On the role of gaps in measurement data and filling strategies with respect to AEP calculations for offshore wind farms

Christine Martens1 ,3, Bilke Engelbrecht2 ,4, Martin Doerenkaemper 1, Bernhard Stoevesandt1, Julia Gottschall2
1Fraunhofer IWES, Oldenburg, Germany, 2Fraunhofer IWES, Bremerhaven, Germany, 3Fachhochschule Kiel, Kiel, Germany, 4WKN AG, Husum, Germany


The offshore wind climate is generally characterized by strong winds and other rough conditions such as wave height and sea spray. This imposes strong demands not only to offshore wind turbines but also to wind measurement installations like buoys and met masts. The majority of these installations is accessible by boat only, a very few allow helicopter support. Thus, the failure of measurement devices or their electricity supply can result in gaps of several days in the measurement time series, if the platform is not accessible due to weather condition.

Within this study the impact of these gaps in measurement data is investigated with a focus of their role on annual energy production (AEP). The seasonal impact of these gaps is analyzed as well. The study showed that there is generally a strong seasonal impact but this impact may vary depending on the wind conditions of a year.

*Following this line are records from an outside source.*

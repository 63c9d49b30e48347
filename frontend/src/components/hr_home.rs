use yew::prelude::*;

use crate::components::header::render_header;
use crate::components::theme_toggle::ThemeToggle;
use crate::context::use_portal;
use crate::route::Route;

#[function_component(HrHome)]
pub fn hr_home() -> Html {
    let portal = use_portal();
    let email = portal.session.hr_email().unwrap_or_default();

    let on_sign_out = {
        let portal = portal.clone();
        Callback::from(move |_: MouseEvent| {
            log::info!("HR user signed out");
            portal.session.end_hr();
            portal.navigate(Route::HrLogin);
        })
    };

    html! {
        <div class="hr-home">
            <div class="top-right"><ThemeToggle /></div>
            { render_header("fa-user-tie", "HR Portal", Some(format!("Signed in as {}", email).as_str())) }
            <div class="button-container">
                <button class="analyze-btn" onclick={portal.navigate_to(Route::HrDashboard)}>
                    <i class="fa-solid fa-table-list"></i>{" Candidate Dashboard"}
                </button>
                <button class="analyze-btn" onclick={portal.navigate_to(Route::HrAnalytics)}>
                    <i class="fa-solid fa-chart-line"></i>{" Analytics"}
                </button>
                <button class="analyze-btn" style="background-color: var(--danger-color);" onclick={on_sign_out}>
                    <i class="fa-solid fa-right-from-bracket"></i>{" Sign Out"}
                </button>
            </div>
        </div>
    }
}
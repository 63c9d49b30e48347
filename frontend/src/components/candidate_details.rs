use gloo_file::File as GlooFile;
use js_sys::Array;
use shared::CandidateProfile;
use shared::files::DocumentKind;
use shared::profile::{DocumentForm, DocumentSlot, ProfileSubmission, TextField};
use shared::upload::{UploadState, UploadTask};
use wasm_bindgen::JsValue;
use wasm_bindgen_futures::spawn_local;
use web_sys::{BlobPropertyBag, FormData};
use yew::context::ContextHandle;
use yew::prelude::*;

use crate::api::upload::{UploadBody, UploadEvent, UploadHandle};
use crate::api::{AbortOnDrop, ApiClient};
use crate::components::documents::render_document_link;
use crate::components::utils::{debounce, file_meta, input_value, render_error_message, take_selected_file};
use crate::context::PortalContext;
use crate::route::Route;

const DOCUMENT_SLOTS: [DocumentKind; 3] = [DocumentKind::Photo, DocumentKind::IdProof, DocumentKind::Resume];

#[derive(Properties, PartialEq)]
pub struct CandidateDetailsProps {
    #[prop_or_default]
    pub on_saved: Callback<()>,
    #[prop_or_default]
    pub on_close: Option<Callback<()>>,
}

pub enum Msg {
    Loaded(CandidateProfile),
    SetField(TextField, String),
    SetConsent(bool),
    FileChosen(DocumentKind, GlooFile),
    Submit,
    Upload(UploadEvent),
    SetError(Option<String>),
}

/// Candidate document form: edits the profile and sends changed fields and
/// newly picked files as one multipart update.
pub struct CandidateDetails {
    portal: PortalContext,
    api: ApiClient,
    form: Option<DocumentForm<GlooFile>>,
    upload: Option<UploadTask>,
    upload_handle: Option<UploadHandle>,
    error: Option<String>,
    loading: bool,
    _abort: AbortOnDrop,
    _context_handle: Option<ContextHandle<PortalContext>>,
}

fn js_text(err: JsValue) -> String {
    format!("{:?}", err)
}

fn build_form_data(submission: &ProfileSubmission<GlooFile>) -> Result<FormData, String> {
    let form = FormData::new().map_err(js_text)?;

    let json = serde_json::to_string(&submission.update_data).map_err(|e| e.to_string())?;
    let options = BlobPropertyBag::new();
    options.set_type("application/json");
    let update_data = web_sys::Blob::new_with_str_sequence_and_options(
        &Array::of1(&JsValue::from_str(&json)),
        &options,
    )
    .map_err(js_text)?;
    form.append_with_blob("update_data", &update_data)
        .map_err(js_text)?;

    for (kind, file) in &submission.files {
        form.append_with_blob_and_filename(kind.field_name(), file.as_ref(), &file.name())
            .map_err(js_text)?;
    }
    Ok(form)
}

impl Component for CandidateDetails {
    type Message = Msg;
    type Properties = CandidateDetailsProps;

    fn create(ctx: &Context<Self>) -> Self {
        let (portal, context_handle) = PortalContext::from_scope(ctx);
        let abort = AbortOnDrop::new();
        let api = portal.api().with_abort(&abort);

        let mut model = Self {
            portal,
            api,
            form: None,
            upload: None,
            upload_handle: None,
            error: None,
            loading: true,
            _abort: abort,
            _context_handle: context_handle,
        };

        match model.portal.session.candidate_email() {
            Some(email) => {
                model.form = Some(DocumentForm::new(email.clone()));
                model.fetch_profile(ctx, email);
            }
            None => {
                log::warn!("No candidate session, redirecting to login");
                model.portal.navigate(Route::CandidateLogin);
            }
        }
        model
    }

    fn update(&mut self, ctx: &Context<Self>, msg: Self::Message) -> bool {
        match msg {
            Msg::Loaded(profile) => {
                if let Some(form) = self.form.as_mut() {
                    form.load(&profile);
                }
                self.loading = false;
                true
            }
            Msg::SetField(field, value) => {
                if let Some(form) = self.form.as_mut() {
                    form.set_field(field, value);
                }
                true
            }
            Msg::SetConsent(consent) => {
                if let Some(form) = self.form.as_mut() {
                    form.set_consent(consent);
                }
                true
            }
            Msg::FileChosen(kind, file) => self.handle_file_chosen(kind, file),
            Msg::Submit => self.handle_submit(ctx),
            Msg::Upload(event) => self.handle_upload_event(ctx, event),
            Msg::SetError(error) => {
                self.error = error;
                self.loading = false;
                true
            }
        }
    }

    fn view(&self, ctx: &Context<Self>) -> Html {
        let Some(form) = self.form.as_ref() else {
            return html! {};
        };

        html! {
            <div class="details-form">
                <div class="form-header">
                    <h2><i class="fa-solid fa-user-pen"></i>{" Your Details"}</h2>
                    { self.render_close_button(ctx) }
                </div>
                { if self.loading {
                    html! { <p class="loading"><i class="fa-solid fa-spinner fa-spin"></i>{" Loading profile..."}</p> }
                } else {
                    html! {}
                }}
                <p class="form-email"><strong>{"Email: "}</strong>{ form.email() }</p>
                { for TextField::ALL.iter().map(|field| self.render_text_field(ctx, form, *field)) }
                { for DOCUMENT_SLOTS.iter().map(|kind| self.render_document_slot(ctx, form, *kind)) }
                <label class="consent">
                    <input
                        type="checkbox"
                        checked={form.consent()}
                        onchange={ctx.link().callback(|e: Event| {
                            let input: web_sys::HtmlInputElement = e.target_unchecked_into();
                            Msg::SetConsent(input.checked())
                        })}
                    />
                    {" I confirm the information above is accurate and consent to its verification."}
                </label>
                { render_error_message(self.error.as_ref()) }
                { self.render_progress() }
                <button
                    class="analyze-btn"
                    disabled={self.is_uploading()}
                    onclick={debounce(300, {
                        let link = ctx.link().clone();
                        move || link.send_message(Msg::Submit)
                    })}
                >
                    { if self.is_uploading() {
                        html! { <><i class="fa-solid fa-spinner fa-spin"></i>{" Saving..."}</> }
                    } else {
                        html! { <><i class="fa-solid fa-floppy-disk"></i>{" Save Details"}</> }
                    }}
                </button>
            </div>
        }
    }
}

// Handler methods
impl CandidateDetails {
    fn fetch_profile(&self, ctx: &Context<Self>, email: String) {
        let link = ctx.link().clone();
        let api = self.api.clone();
        spawn_local(async move {
            match api.candidate_profile(&email, false).await {
                Ok(profile) => link.send_message(Msg::Loaded(profile)),
                Err(e) if e.is_aborted() => {}
                Err(e) => {
                    log::error!("Profile fetch failed: {}", e);
                    link.send_message(Msg::SetError(Some(
                        e.user_message("Failed to load candidate details."),
                    )))
                }
            }
        });
    }

    fn is_uploading(&self) -> bool {
        self.upload.as_ref().is_some_and(|task| !task.is_settled())
    }

    fn handle_file_chosen(&mut self, kind: DocumentKind, file: GlooFile) -> bool {
        let Some(form) = self.form.as_mut() else {
            return false;
        };
        let meta = file_meta(&file);
        match form.select_file(kind, file, meta) {
            Ok(()) => self.error = None,
            Err(e) => {
                log::warn!("Rejected {} file: {}", kind.field_name(), e);
                self.error = Some(e.to_string());
            }
        }
        true
    }

    fn handle_submit(&mut self, ctx: &Context<Self>) -> bool {
        if self.is_uploading() {
            return false;
        }
        let Some(form) = self.form.as_ref() else {
            return false;
        };

        let submission = match form.prepare_submission() {
            Ok(submission) => submission,
            Err(e) => {
                self.error = Some(e.to_string());
                return true;
            }
        };

        let form_data = match build_form_data(&submission) {
            Ok(form_data) => form_data,
            Err(e) => {
                self.error = Some(format!("Failed to prepare upload: {}", e));
                return true;
            }
        };

        let on_event = ctx.link().callback(Msg::Upload);
        match UploadHandle::send(
            "POST",
            &self.api.profile_update_url(),
            UploadBody::Multipart(&form_data),
            on_event,
        ) {
            Ok(handle) => {
                self.error = None;
                self.upload = Some(UploadTask::start(None));
                // Replacing the previous, already settled handle.
                self.upload_handle = Some(handle);
            }
            Err(e) => self.error = Some(e.user_message("Failed to update details. Please try again.")),
        }
        true
    }

    fn handle_upload_event(&mut self, ctx: &Context<Self>, event: UploadEvent) -> bool {
        let Some(task) = self.upload.as_mut() else {
            return false;
        };

        match event {
            UploadEvent::Progress { loaded, total } => {
                let before = task.progress();
                task.record_progress(loaded, total) != before
            }
            UploadEvent::Finished(Ok(_)) => {
                task.succeed();
                let accepted = match self.form.as_mut() {
                    Some(form) => form.accept_update(&*self.portal.session),
                    None => self.portal.session.mark_profile_complete(),
                };
                if let Err(e) = accepted {
                    log::warn!("Could not record profile completion: {}", e);
                }
                log::info!("Profile updated");
                ctx.props().on_saved.emit(());
                if let Some(on_close) = &ctx.props().on_close {
                    on_close.emit(());
                }
                true
            }
            UploadEvent::Finished(Err(e)) if e.is_aborted() => false,
            UploadEvent::Finished(Err(e)) => {
                log::error!("Profile update failed: {}", e);
                task.fail(e.to_string());
                self.error = Some(e.user_message("Failed to update details. Please try again."));
                true
            }
        }
    }
}

// Rendering methods
impl CandidateDetails {
    fn render_close_button(&self, ctx: &Context<Self>) -> Html {
        match &ctx.props().on_close {
            Some(on_close) => {
                let on_close = on_close.clone();
                html! {
                    <button class="remove-btn" title="Close" onclick={Callback::from(move |_| on_close.emit(()))}>
                        <i class="fa-solid fa-times"></i>
                    </button>
                }
            }
            None => html! {},
        }
    }

    fn render_text_field(&self, ctx: &Context<Self>, form: &DocumentForm<GlooFile>, field: TextField) -> Html {
        html! {
            <input
                type="text"
                class="form-input"
                placeholder={field.placeholder()}
                value={form.field(field).to_string()}
                oninput={ctx.link().callback(move |e: InputEvent| Msg::SetField(field, input_value(&e)))}
            />
        }
    }

    fn render_document_slot(&self, ctx: &Context<Self>, form: &DocumentForm<GlooFile>, kind: DocumentKind) -> Html {
        let current = match form.slot(kind) {
            DocumentSlot::Empty => html! { <span class="document-missing">{"No file uploaded"}</span> },
            DocumentSlot::Stored(url) => render_document_link(kind.label(), Some(url.as_str())),
            DocumentSlot::Chosen { meta, .. } => html! {
                <span class="document-selected">{ format!("Selected: {}", meta.name) }</span>
            },
        };

        let onchange = ctx.link().batch_callback(move |e: Event| {
            take_selected_file(&e).map(|file| Msg::FileChosen(kind, file))
        });

        html! {
            <div class="document-slot">
                <label>{ kind.label() }</label>
                <input type="file" accept={kind.accept()} {onchange} />
                { current }
            </div>
        }
    }

    fn render_progress(&self) -> Html {
        let Some(task) = self.upload.as_ref() else {
            return html! {};
        };
        let status = match task.state() {
            UploadState::InFlight => format!("Uploading... {}%", task.progress()),
            UploadState::Succeeded => "Details updated successfully.".to_string(),
            UploadState::Failed(_) => "Upload failed.".to_string(),
        };

        html! {
            <div class="result-item upload-progress">
                <div class="result-label">{ status }</div>
                <div class="result-bar-container">
                    <div class="result-bar" style={format!("width: {}%", task.progress())}></div>
                </div>
                <div class="result-value">{ format!("{}%", task.progress()) }</div>
            </div>
        }
    }
}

In a second step these gaps are filled with uncorrected as well as corrected mesoscale simulation data. The results indicated that the filling of the gaps reduces the error in the mean wind speed and AEP by more than 80%. Finally a real case study will be presented with a failure of a measurement device at a met mast. An extension of the measurement period is compared to the filling methodologies presented in this study.

The study also states the cost of the required simulations and the correction algorithm.



After an analysis of the impact of random gaps on AEP and mean wind speed the gaps in the measurement data are filled by means of mesoscale model simulations (Skamarock et al., 2008). These simulations were performed with a set-up that has recently widely been used for offshore wind studies (e.g. Dörenkämper et al., 2015).
To correct for systematic errors in the simulation data and provide an uncertainty estimation, the Analog Ensemble Methodolgy is applied (Delle Monache et al., 2013). This method searches for analogous simulation data, in historical overlapping time frames, where measurement and simulation data are available. On the basis of the best fitting analogues a statistical mean and deviation is calculated to replace the missing value in the time series.


Gaps in measurement data generally show a strong dependency on the season. By filling these gaps in the data by means of uncorrected mesoscale simulations, the mean absolute percentage error (MAPE) of the mean wind speed was reduced to a tenth of the value without the filled gaps. An application of the Analog Ensemble Methodology afterwards leads to another reduction of about 40% with respect to the annual mean wind speed.


The novel method presented in this study presents an opportunity of filling gaps in measurement data by mesoscale simulations corrected with information from historical data. In contrast to other methods the Analog Ensemble Method (AEM) does not only provide corrected mean wind speeds but also additional information about the uncertainty of the filled value. The AEM allows for filling any given gappy time series can in a smooth way.


The impact of gaps in offshore measurement data on AEP calculations will be discussed. In addition the study presents a novel method for filling these gaps.